La frase permite asomarse por un momento a los sentimientos inexpresables de tantos menores aterrados e incapaces de toda palabra. Allí está la llave que permite al abusador apropiarse de la víctima, paralizarla y dejarla en completa soledad e indefensión. El miedo, el miedo de los niños, es una experiencia que probablemente todos hemos experimentado; aprovecharse de ese sentimiento es sin duda una de las acciones más viles de las que es capaz el ser humano.

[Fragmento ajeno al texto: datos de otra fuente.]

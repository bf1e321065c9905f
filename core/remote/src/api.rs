//! Remote API trait definition.

use async_trait::async_trait;

use fieldbook_common::{DeleteOutcome, Entity, EntityId, Result, Timestamp, UpsertOutcome};

/// One server-side change returned by a "modified since" query.
#[derive(Debug, Clone, PartialEq)]
pub enum RemoteChange<E> {
    /// The record was created or edited.
    Updated(E),
    /// The record was soft-deleted.
    Deleted { id: EntityId, deleted_at: Timestamp },
}

impl<E: Entity> RemoteChange<E> {
    /// Classify a record as returned by the server.
    pub fn from_entity(entity: E) -> Self {
        match entity.deleted_at() {
            Some(deleted_at) => RemoteChange::Deleted {
                id: entity.id().clone(),
                deleted_at,
            },
            None => RemoteChange::Updated(entity),
        }
    }

    /// Id of the changed record.
    pub fn id(&self) -> &EntityId {
        match self {
            RemoteChange::Updated(entity) => entity.id(),
            RemoteChange::Deleted { id, .. } => id,
        }
    }
}

/// Remote API for one entity type.
///
/// Failures are classified through [`fieldbook_common::Error`]: `Offline`
/// when the server cannot be reached, `Rejected` when it answers with an
/// error status, `Unexpected` for anything else.
#[async_trait]
pub trait RemoteApi<E: Entity>: Send + Sync {
    /// Backend name (e.g., "http", "memory").
    fn name(&self) -> &str;

    /// Everything changed at or after `since`, optionally within a parent scope.
    async fn modified_since(
        &self,
        scope: Option<&EntityId>,
        since: Timestamp,
    ) -> Result<Vec<RemoteChange<E>>>;

    /// Push a full record.
    async fn upsert(&self, entity: &E) -> Result<UpsertOutcome<E>>;

    /// Push a deletion.
    async fn delete(&self, id: &EntityId, deleted_at: Timestamp) -> Result<DeleteOutcome<E>>;
}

Cuando el miedo se vincula con la religión, el drama se potencia. Ante la experiencia religiosa el niño es especialmente vulnerable. En realidad todos lo somos, pero para el niño o la niña la palabra Dios y todo lo que la rodea pertenece a una esfera misteriosa, inimaginable, innombrable. Aquello que se refiere a la religión, especialmente en el corazón inocente de un menor, forma parte de un ámbito a la vez lejano e íntimo. Lejano por inaccesible a la comprensión, pero íntimo y secreto por pertenecer a la imaginación y los deseos más personales y propios, aquel sitio más sagrado que poco a poco va germinando en la infancia. Y los sacerdotes, en la mente de un niño, forman parte de ese mundo imaginario, fantástico, y a la vez cercano y oculto.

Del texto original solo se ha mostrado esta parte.